I'm a huge fan of Dan Gross's gossip column in the Daily News. In fact, when the future of the Daily News was in jeopardy, I wondered where I would turn to scan quickly a block of news print to see which of my favorite bold face people were seen at Buddakan with Cecil Martin or Gervase Peterson.

In today's column, I and my fellow readers got an invitation to a Sam Katz fundraiser. What?!? Sam Katz is running for mayor?

Also, Katz says, there's no way in hell he'll run again next year.

Ok, that would seem to make it unlikely. So what is he raising money for?

Katz, 56, says part of his campaign debt is to himself, and he's not paying himself, but he says he owes a bank nearly $500,000.

Oooooh. I get it. It's an after-the-fact fundraiser where people give $100 to $500 to pay off the campaign debts from almost 3 years ago for a campaign that ended in a 17 point loss - tantamount to betting on Barbaro in the Preakness... today.

Folks who attend the fundraiser get to see Tigre Hill's The Shame of A City, a fantastic look at the 2003 mayoral election from the perspective of the Katz campaign, for about 91 to 491 dollars more than I paid to see it at the Philadelphia Film Festival in April.

I've already disclosed that I worked on the Katz campaign in 2003 as the Deputy Director of Policy and Research, which in the hierarchy of things meant that I could occasionally ask an intern to help me with a web search. I started working there as a naive, former teacher and lifelong suburban resident who hadn't yet really figured out his own political leanings. The person who helped me get the job convinced me that the Republican-Democrat distinction didn't really matter in this case since this election would be a referendum on how the current mayor was performing his duties and a choice between two competing plans for the future of Philadelphia. For a while it was. Early on, the two candidates offered the voters a choice between one who thought that the tax structure in Philadelphia required a radical and admittedly risky overhaul and one who had demonstrated a knowledge of city budgeting and a careful stewardship of the budget while continuing gradual - to the point of nearly invisible - reductions in taxes. By the end, however, those who participated in Election Day could choose between - as portrayed by each other's campaigns - a corrupt, borderline federal lawbreaker and a crooked, Enron-lite, embezzler.
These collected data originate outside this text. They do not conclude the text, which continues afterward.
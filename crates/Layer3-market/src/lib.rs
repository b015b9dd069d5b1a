//! # barter-market
//!
//! Skills Barter 마켓플레이스
//!
//! - `offer`: 백엔드 사용자 목록 → `SkillOffer` 평탄화
//! - `loader`: 목록 조회
//! - `filter`: 검색어 / 카테고리 필터
//! - `submit`: 거래 요청, 스킬 등록
//! - `page`: 페이지 상태와 사용자 동작
//! - `dashboard`: 대시보드 요약

pub mod dashboard;
pub mod filter;
pub mod loader;
pub mod offer;
pub mod page;
pub mod submit;

pub use dashboard::DashboardSummary;
pub use filter::{categories, filter_by_category, filter_by_query, SkillFilter, ALL_CATEGORIES};
pub use loader::load_skills;
pub use offer::{flatten_offers, Offering, SkillOffer, UserRecord, UsersResponse};
pub use page::{ActionOutcome, SkillsPage, ViewState};
pub use submit::{
    create_offering, send_trade_request, NewSkillDraft, OfferingPayload, TradeRequest,
};
//! 텍스트 렌더링 (카드, 알림, 대시보드)

use barter_foundation::{Notification, NotificationLevel};
use barter_market::{DashboardSummary, SkillOffer, ViewState};

/// 스킬 카드 한 장
pub fn skill_card(offer: &SkillOffer, width: usize) -> String {
    let mut out = String::new();

    out.push_str(&format!(
        "{} [{}]  (id: {})\n",
        offer.skill_name, offer.skill_category, offer.id
    ));
    out.push_str(&format!(
        "  {} · {} · trust {}/100 · {} trades\n",
        offer.user_name,
        offer.user_location,
        offer.user_trust_score.round() as i64,
        offer.completed_trades
    ));
    out.push_str(&format!("  Experience: {}\n", offer.experience));

    let width = width.max(20);
    for line in textwrap::wrap(&offer.description, width.saturating_sub(2)) {
        out.push_str("  ");
        out.push_str(&line);
        out.push('\n');
    }

    out
}

/// 목록 전체
pub fn skill_list(offers: &[SkillOffer], state: ViewState, width: usize) -> String {
    match state {
        ViewState::Loading => "Loading skills...\n".to_string(),
        ViewState::Empty => {
            "No skills found\nTry adjusting your search or filters to find what you're looking for.\n"
                .to_string()
        }
        ViewState::Populated => {
            let cards: Vec<String> = offers.iter().map(|o| skill_card(o, width)).collect();
            cards.join("\n")
        }
    }
}

pub fn notification(notification: &Notification) -> String {
    let marker = match notification.level {
        NotificationLevel::Info => "✓",
        NotificationLevel::Destructive => "✗",
    };
    format!("{} {}: {}", marker, notification.title, notification.description)
}

pub fn dashboard(summary: &DashboardSummary) -> String {
    let mut out = format!("{}\n\n", summary.greeting());
    out.push_str(&format!("  Trust Score       {}\n", summary.trust_label()));
    out.push_str(&format!("  Completed Trades  {}\n", summary.completed_trades));
    out.push_str(&format!(
        "  Verified          {}\n",
        if summary.verified { "yes" } else { "no" }
    ));
    if let Some(count) = summary.listed_skills {
        out.push_str(&format!("  Listed Skills     {}\n", count));
    }
    out.push_str("\nList a skill: barter skills add --name <NAME> --category <CATEGORY>\n");
    out
}

#[cfg(test)]
mod tests {
    use super::*;
    use barter_foundation::{SessionContext, StoredUser};

    fn offer() -> SkillOffer {
        SkillOffer {
            id: "o1".to_string(),
            user_id: "u1".to_string(),
            user_name: "Mina".to_string(),
            user_avatar: "/placeholder-user.jpg".to_string(),
            user_location: "Seoul".to_string(),
            user_trust_score: 92.4,
            completed_trades: 3,
            skill_name: "Logo Design".to_string(),
            skill_category: "Design".to_string(),
            experience: "5 years".to_string(),
            description: "Brand marks and simple identity systems for small shops".to_string(),
        }
    }

    #[test]
    fn test_card_contains_fields() {
        let card = skill_card(&offer(), 80);
        assert!(card.starts_with("Logo Design [Design]  (id: o1)"));
        assert!(card.contains("Mina · Seoul · trust 92/100 · 3 trades"));
        assert!(card.contains("Experience: 5 years"));
    }

    #[test]
    fn test_card_wraps_description() {
        let card = skill_card(&offer(), 24);
        let description_lines = card.lines().skip(3).count();
        assert!(description_lines > 1);
        assert!(card.lines().skip(3).all(|l| l.len() <= 24));
    }

    #[test]
    fn test_empty_state() {
        assert!(skill_list(&[], ViewState::Empty, 80).starts_with("No skills found"));
    }

    #[test]
    fn test_notification_marker() {
        let n = Notification::destructive("Connection Error", "boom");
        assert_eq!(notification(&n), "✗ Connection Error: boom");
    }

    #[test]
    fn test_dashboard_text() {
        let session = SessionContext::new("tok", StoredUser::new("u1", "Mina"));
        let summary = DashboardSummary::from_session(&session).unwrap();
        let text = dashboard(&summary);
        assert!(text.starts_with("Welcome back, Mina!"));
        assert!(text.contains("80/100"));
        assert!(!text.contains("Listed Skills"));
    }
}
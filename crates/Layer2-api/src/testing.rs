//! Recording transport for tests
//!
//! Routes are matched by method and by the URL ending with the route path
//! (query string included). Unmatched requests get a 404.

use crate::error::{ApiError, ApiResult};
use crate::request::Method;
use crate::transport::{HttpRequest, HttpResponse, Transport};
use async_trait::async_trait;
use serde_json::Value;
use std::sync::Mutex;

#[derive(Debug, Clone)]
struct Route {
    method: Method,
    path: String,
    reply: ApiResult<HttpResponse>,
}

/// In-memory transport that records every request
#[derive(Debug, Default)]
pub struct MockTransport {
    routes: Mutex<Vec<Route>>,
    requests: Mutex<Vec<HttpRequest>>,
}

impl MockTransport {
    pub fn new() -> Self {
        Self::default()
    }

    /// Reply with a status and raw body
    pub fn respond(self, method: Method, path: &str, status: u16, body: &str) -> Self {
        self.push(method, path, Ok(HttpResponse::new(status, body)));
        self
    }

    /// Reply with a status and JSON body
    pub fn respond_json(self, method: Method, path: &str, status: u16, body: Value) -> Self {
        self.respond(method, path, status, &body.to_string())
    }

    /// Fail at the transport level
    pub fn fail(self, method: Method, path: &str, message: &str) -> Self {
        self.push(method, path, Err(ApiError::Network(message.to_string())));
        self
    }

    /// Replace the reply of an existing route (or add it)
    pub fn set_reply(&self, method: Method, path: &str, status: u16, body: Value) {
        if let Ok(mut routes) = self.routes.lock() {
            routes.retain(|r| !(r.method == method && r.path == path));
        }
        self.push(method, path, Ok(HttpResponse::new(status, body.to_string())));
    }

    fn push(&self, method: Method, path: &str, reply: ApiResult<HttpResponse>) {
        if let Ok(mut routes) = self.routes.lock() {
            routes.push(Route {
                method,
                path: path.to_string(),
                reply,
            });
        }
    }

    /// All requests seen so far
    pub fn requests(&self) -> Vec<HttpRequest> {
        self.requests.lock().map(|r| r.clone()).unwrap_or_default()
    }

    /// Number of requests matching method + path
    pub fn count(&self, method: Method, path: &str) -> usize {
        self.requests()
            .iter()
            .filter(|r| r.method == method && r.url.ends_with(path))
            .count()
    }

    pub fn total(&self) -> usize {
        self.requests().len()
    }

    /// Last request body parsed as JSON
    pub fn last_json(&self) -> Option<Value> {
        self.requests()
            .last()
            .and_then(|r| r.body.as_deref())
            .and_then(|b| serde_json::from_str(b).ok())
    }
}

#[async_trait]
impl Transport for MockTransport {
    async fn execute(&self, request: HttpRequest) -> ApiResult<HttpResponse> {
        let reply = self.routes.lock().ok().and_then(|routes| {
            routes
                .iter()
                .find(|r| r.method == request.method && request.url.ends_with(&r.path))
                .map(|r| r.reply.clone())
        });

        if let Ok(mut requests) = self.requests.lock() {
            requests.push(request);
        }

        reply.unwrap_or_else(|| {
            Ok(HttpResponse::new(
                404,
                r#"{"message":"No mock route"}"#,
            ))
        })
    }
}
//! Error types for Barter
//!
//! 모든 에러를 중앙에서 관리

use thiserror::Error;

/// Result type alias
pub type Result<T> = std::result::Result<T, Error>;

/// Barter 에러 타입
#[derive(Error, Debug)]
pub enum Error {
    // ========================================================================
    // 설정 관련
    // ========================================================================
    #[error("Configuration error: {0}")]
    Config(String),

    // ========================================================================
    // 세션 관련
    // ========================================================================
    /// 토큰 또는 사용자 정보 없음 (로그인 필요)
    #[error("Authentication required: {0}")]
    AuthenticationRequired(String),

    // ========================================================================
    // 저장소 관련
    // ========================================================================
    #[error("Storage error: {0}")]
    Storage(String),

    // ========================================================================
    // HTTP / API 관련
    // ========================================================================
    /// 2xx 이외의 응답 (메시지는 응답 본문에서 추출)
    #[error("{message}")]
    RequestFailed { status: u16, message: String },

    /// 요청 자체가 실패 (연결 불가 등)
    #[error("Network error: {0}")]
    Network(String),

    /// 응답 형식 오류
    #[error("Invalid response: {0}")]
    InvalidResponse(String),

    // ========================================================================
    // 일반
    // ========================================================================
    /// 필수 입력 누락 (클라이언트 측 게이트)
    #[error("Validation error: {0}")]
    Validation(String),

    // ========================================================================
    // 외부 에러 변환
    // ========================================================================
    #[error("IO error: {0}")]
    Io(#[from] std::io::Error),

    #[error("JSON error: {0}")]
    Json(#[from] serde_json::Error),

    // ========================================================================
    // 기타
    // ========================================================================
    #[error("Internal error: {0}")]
    Internal(String),
}

impl Error {
    /// 로그인이 필요한 에러인지 확인
    pub fn is_auth_required(&self) -> bool {
        matches!(self, Error::AuthenticationRequired(_))
    }

    /// 사용자에게 그대로 보여줄 수 있는 에러인지 확인
    pub fn is_user_facing(&self) -> bool {
        matches!(
            self,
            Error::AuthenticationRequired(_)
                | Error::RequestFailed { .. }
                | Error::Validation(_)
        )
    }

    /// HTTP 상태 코드 (RequestFailed인 경우만)
    pub fn status(&self) -> Option<u16> {
        match self {
            Error::RequestFailed { status, .. } => Some(*status),
            _ => None,
        }
    }

    /// RequestFailed 생성 헬퍼
    pub fn request_failed(status: u16, message: impl Into<String>) -> Self {
        Error::RequestFailed {
            status,
            message: message.into(),
        }
    }

    /// AuthenticationRequired 생성 헬퍼
    pub fn auth_required(message: impl Into<String>) -> Self {
        Error::AuthenticationRequired(message.into())
    }
}

// ============================================================================
// From 구현 (추가 변환)
// ============================================================================

impl From<String> for Error {
    fn from(s: String) -> Self {
        Error::Internal(s)
    }
}

impl From<&str> for Error {
    fn from(s: &str) -> Self {
        Error::Internal(s.to_string())
    }
}
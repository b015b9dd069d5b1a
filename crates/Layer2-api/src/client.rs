//! Centralized API client
//!
//! Resolves the URL against the configured base, builds headers, sends one
//! request and turns the response into `Option<Value>` or an [`ApiError`].

use crate::endpoints;
use crate::error::{ApiError, ApiResult};
use crate::request::{resolve_url, ApiRequest};
use crate::transport::{HttpRequest, ReqwestTransport, Transport};
use serde::de::DeserializeOwned;
use serde::Serialize;
use serde_json::{json, Value};
use std::sync::Arc;
use tracing::{debug, warn};

/// Client for the barter REST API
#[derive(Clone)]
pub struct ApiClient {
    base_url: String,
    transport: Arc<dyn Transport>,
    session_token: Option<String>,
}

impl std::fmt::Debug for ApiClient {
    fn fmt(&self, f: &mut std::fmt::Formatter<'_>) -> std::fmt::Result {
        f.debug_struct("ApiClient")
            .field("base_url", &self.base_url)
            .field("has_session_token", &self.session_token.is_some())
            .finish()
    }
}

impl ApiClient {
    /// Create a client using `reqwest`
    pub fn new(base_url: impl Into<String>) -> Self {
        Self::with_transport(base_url, Arc::new(ReqwestTransport::new()))
    }

    /// Create a client over any transport
    pub fn with_transport(base_url: impl Into<String>, transport: Arc<dyn Transport>) -> Self {
        Self {
            base_url: base_url.into(),
            transport,
            session_token: None,
        }
    }

    /// Token used for authenticated requests that carry no token of their own
    pub fn with_session_token(mut self, token: Option<String>) -> Self {
        self.session_token = token.filter(|t| !t.is_empty());
        self
    }

    pub fn base_url(&self) -> &str {
        &self.base_url
    }

    pub fn has_session_token(&self) -> bool {
        self.session_token.is_some()
    }

    /// Resolve a request into what goes over the wire
    pub fn prepare(&self, request: &ApiRequest) -> HttpRequest {
        HttpRequest {
            method: request.effective_method(),
            url: resolve_url(&self.base_url, &request.path),
            headers: request.build_headers(self.session_token.as_deref()),
            body: request.body(),
        }
    }

    /// Send a request
    ///
    /// 2xx returns the parsed body, or `None` when it is empty or not JSON.
    pub async fn send(&self, request: ApiRequest) -> ApiResult<Option<Value>> {
        let http = self.prepare(&request);
        debug!("{} {}", http.method, http.url);

        let method = http.method;
        let url = http.url.clone();
        let response = self.transport.execute(http).await?;
        let data = parse_body(&response.body);

        if !response.is_success() {
            let err = ApiError::from_http_status(response.status, data.as_ref());
            warn!("{} {} failed: {} ({})", method, url, err, response.status);
            return Err(err);
        }

        Ok(data)
    }

    /// Send and deserialize a required body
    pub async fn send_as<T: DeserializeOwned>(&self, request: ApiRequest) -> ApiResult<T> {
        let data = self
            .send(request)
            .await?
            .ok_or_else(|| ApiError::InvalidResponse("empty response body".to_string()))?;
        serde_json::from_value(data).map_err(|e| ApiError::InvalidResponse(e.to_string()))
    }

    /// GET a path
    pub async fn get(&self, path: &str, auth: bool) -> ApiResult<Option<Value>> {
        let mut request = ApiRequest::get(path);
        request.auth = auth;
        self.send(request).await
    }

    /// POST a JSON body to a path
    pub async fn post<T: Serialize>(
        &self,
        path: &str,
        body: &T,
        auth: bool,
    ) -> ApiResult<Option<Value>> {
        let mut request = ApiRequest::post(path).json(body)?;
        request.auth = auth;
        self.send(request).await
    }

    /// Session liveness check
    ///
    /// Never fails: errors are reported as `{"success": false, "error": ...}`.
    pub async fn status_check(&self) -> Value {
        match self.get(endpoints::AUTH_STATUS, true).await {
            Ok(data) => data.unwrap_or(Value::Null),
            Err(e) => json!({ "success": false, "error": e.to_string() }),
        }
    }
}

/// Parse a response body, tolerating empty and non-JSON bodies
fn parse_body(body: &str) -> Option<Value> {
    if body.trim().is_empty() {
        return None;
    }
    match serde_json::from_str::<Value>(body) {
        Ok(Value::Null) => None,
        Ok(value) => Some(value),
        Err(_) => None,
    }
}

#[cfg(test)]
mod tests {
    use super::*;
    use crate::request::Method;
    use crate::testing::MockTransport;
    use serde_json::json;

    fn client(mock: MockTransport) -> (ApiClient, Arc<MockTransport>) {
        let mock = Arc::new(mock);
        let client = ApiClient::with_transport("http://localhost:3001", mock.clone())
            .with_session_token(Some("tok".to_string()));
        (client, mock)
    }

    #[test]
    fn test_parse_body() {
        assert_eq!(parse_body(""), None);
        assert_eq!(parse_body("  \n"), None);
        assert_eq!(parse_body("<html>oops</html>"), None);
        assert_eq!(parse_body("null"), None);
        assert_eq!(parse_body(r#"{"ok":true}"#), Some(json!({ "ok": true })));
    }

    #[tokio::test]
    async fn test_success_returns_parsed_body() {
        let (client, mock) = client(MockTransport::new().respond_json(
            Method::Get,
            "/api/auth/status",
            200,
            json!({ "success": true }),
        ));

        let data = client.get("/api/auth/status", true).await.unwrap();
        assert_eq!(data, Some(json!({ "success": true })));

        let sent = &mock.requests()[0];
        assert_eq!(sent.url, "http://localhost:3001/api/auth/status");
        assert_eq!(sent.header("Authorization"), Some("Bearer tok"));
        assert_eq!(sent.header("Accept"), Some("application/json"));
    }

    #[tokio::test]
    async fn test_success_with_empty_body() {
        let (client, _) = client(MockTransport::new().respond(Method::Post, "/x", 204, ""));
        let data = client.post("/x", &json!({ "a": 1 }), false).await.unwrap();
        assert!(data.is_none());
    }

    #[tokio::test]
    async fn test_any_2xx_is_success() {
        let (client, _) =
            client(MockTransport::new().respond(Method::Post, "/x", 201, "created, not json"));
        assert!(client.post("/x", &json!({}), true).await.unwrap().is_none());
    }

    #[tokio::test]
    async fn test_non_2xx_uses_body_message() {
        let (client, _) = client(MockTransport::new().respond_json(
            Method::Get,
            "/x",
            401,
            json!({ "message": "Unauthorized" }),
        ));

        let err = client.get("/x", true).await.unwrap_err();
        assert_eq!(
            err,
            ApiError::RequestFailed {
                status: 401,
                message: "Unauthorized".to_string()
            }
        );
    }

    #[tokio::test]
    async fn test_non_2xx_without_json_body() {
        let (client, _) =
            client(MockTransport::new().respond(Method::Get, "/x", 503, "Service Unavailable"));
        let err = client.get("/x", false).await.unwrap_err();
        assert_eq!(err.to_string(), "Request failed (503)");
    }

    #[tokio::test]
    async fn test_network_error_passes_through() {
        let (client, mock) = client(MockTransport::new().fail(Method::Get, "/x", "refused"));
        let err = client.get("/x", false).await.unwrap_err();
        assert!(matches!(err, ApiError::Network(_)));
        assert_eq!(mock.total(), 1);
    }

    #[tokio::test]
    async fn test_post_serializes_payload() {
        let (client, mock) =
            client(MockTransport::new().respond_json(Method::Post, "/x", 200, json!({})));

        client
            .post("/x", &json!({ "recipientId": "u1" }), true)
            .await
            .unwrap();

        let sent = &mock.requests()[0];
        assert_eq!(sent.method, Method::Post);
        assert_eq!(sent.header("Content-Type"), Some("application/json"));
        assert_eq!(mock.last_json(), Some(json!({ "recipientId": "u1" })));
    }

    #[tokio::test]
    async fn test_status_check_never_fails() {
        let (client, _) = client(MockTransport::new().respond_json(
            Method::Get,
            "/api/auth/status",
            401,
            json!({ "message": "Token expired" }),
        ));

        let status = client.status_check().await;
        assert_eq!(status["success"], json!(false));
        assert_eq!(status["error"], json!("Token expired"));
    }

    #[tokio::test]
    async fn test_send_as_requires_body() {
        let (client, _) = client(MockTransport::new().respond(Method::Get, "/x", 200, ""));
        let err = client
            .send_as::<serde_json::Map<String, Value>>(ApiRequest::get("/x"))
            .await
            .unwrap_err();
        assert!(matches!(err, ApiError::InvalidResponse(_)));
    }
}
Of course, both images are overspun, campaign-generated caricatures of two guys who, for all of their flaws, are essentially hard working, decent human beings who really want what's best for the city. So while, I'll poke a little fun at Sam's predicament, knowing that it partially results from a few bad management decisions by the folks stewarding his campaign (including, they'll probably say, retaining my services), this City would be well served by having someone like Sam in every election provide at least a viable alternative, another set of choices and a voice for issues that may otherwise get little consideration. It's a thankless job, which at best lets someone get to be famous and give speeches in front of raucous supporters for several weeks before bowing in defeat by nine or ten points and at worst results in a million dollars in debt. But it's precisely the job someone has to do in order for November 2007 to be an election instead of a coronation.